[DIRECTIONS FOR THIS TASK]: From the entries that follow, reproduce exactly and only the lines from the line with "tracing_subscriber::fmt()" to the line with "if let Some(port)", endpoints included.

[Excerpts from a dataset]:
//! Binary entry point: flags, environment, tracing, and the console loop.

use std::process::ExitCode;
use std::sync::Arc;

use clap::Parser;
use tracing_subscriber::EnvFilter;

use draftmail::app::App;
use draftmail::config::AppConfig;
use draftmail::draft::DraftGenerator;
use draftmail::gemini::GeminiClient;
use draftmail::smtp::{MailDispatch, Mailer};
use draftmail::transport::ReqwestTransport;
use draftmail::ui::Console;

/// Draft an email with the Gemini API and send it over SMTP.
#[derive(Parser, Debug)]
#[command(name = "draftmail", version, about)]
struct Args {
    /// Generation model identifier.
    #[arg(long)]
    model: Option<String>,

    /// SMTP server host.
    #[arg(long)]
    smtp_host: Option<String>,

    /// SMTP server port.
    #[arg(long)]
    smtp_port: Option<u16>,

    /// HTTP request timeout in seconds.
    #[arg(long)]
    timeout_secs: Option<u64>,
}

#[tokio::main]
async fn main() -> ExitCode {
    // .env is optional; real environment variables win.
    dotenvy::dotenv().ok();

    tracing_subscriber::fmt()
        .with_env_filter(EnvFilter::try_from_default_env().unwrap_or_else(|_| EnvFilter::new("warn")))
        .with_writer(std::io::stderr)
        .init();

    match run(Args::parse()).await {
        Ok(()) => ExitCode::SUCCESS,
        Err(e) => {
            eprintln!("error: {e}");
            ExitCode::FAILURE
        }
    }
}

async fn run(args: Args) -> Result<(), Box<dyn std::error::Error>> {
    let mut config = AppConfig::from_env()?;
    if let Some(model) = args.model {
        config.model = model;
    }
    if let Some(host) = args.smtp_host {
        config.smtp_host = host;
    }
    if let Some(port) = args.smtp_port {
        config.smtp_port = port;
    }
    if let Some(secs) = args.timeout_secs {
        config.request_timeout = std::time::Duration::from_secs(secs);
    }
    let config = Arc::new(config);

    let transport = Arc::new(ReqwestTransport::new(
        config.request_timeout,
        config.connect_timeout,
    )?);
    let generator = Arc::new(GeminiClient::new(config.clone(), transport));
    let drafter = DraftGenerator::new(generator);
    let dispatcher: Arc<dyn MailDispatch> = Arc::new(Mailer::new(config.clone()));

    let mut app = App::new(drafter, dispatcher);
    Console::new().run(&mut app).await?;
    Ok(())
}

[RESULT OF THIS EXERCISE]:
    tracing_subscriber::fmt()
        .with_env_filter(EnvFilter::try_from_default_env().unwrap_or_else(|_| EnvFilter::new("warn")))
        .with_writer(std::io::stderr)
        .init();

    match run(Args::parse()).await {
        Ok(()) => ExitCode::SUCCESS,
        Err(e) => {
            eprintln!("error: {e}");
            ExitCode::FAILURE
        }
    }
}

async fn run(args: Args) -> Result<(), Box<dyn std::error::Error>> {
    let mut config = AppConfig::from_env()?;
    if let Some(model) = args.model {
        config.model = model;
    }
    if let Some(host) = args.smtp_host {
        config.smtp_host = host;
    }
    if let Some(port) = args.smtp_port {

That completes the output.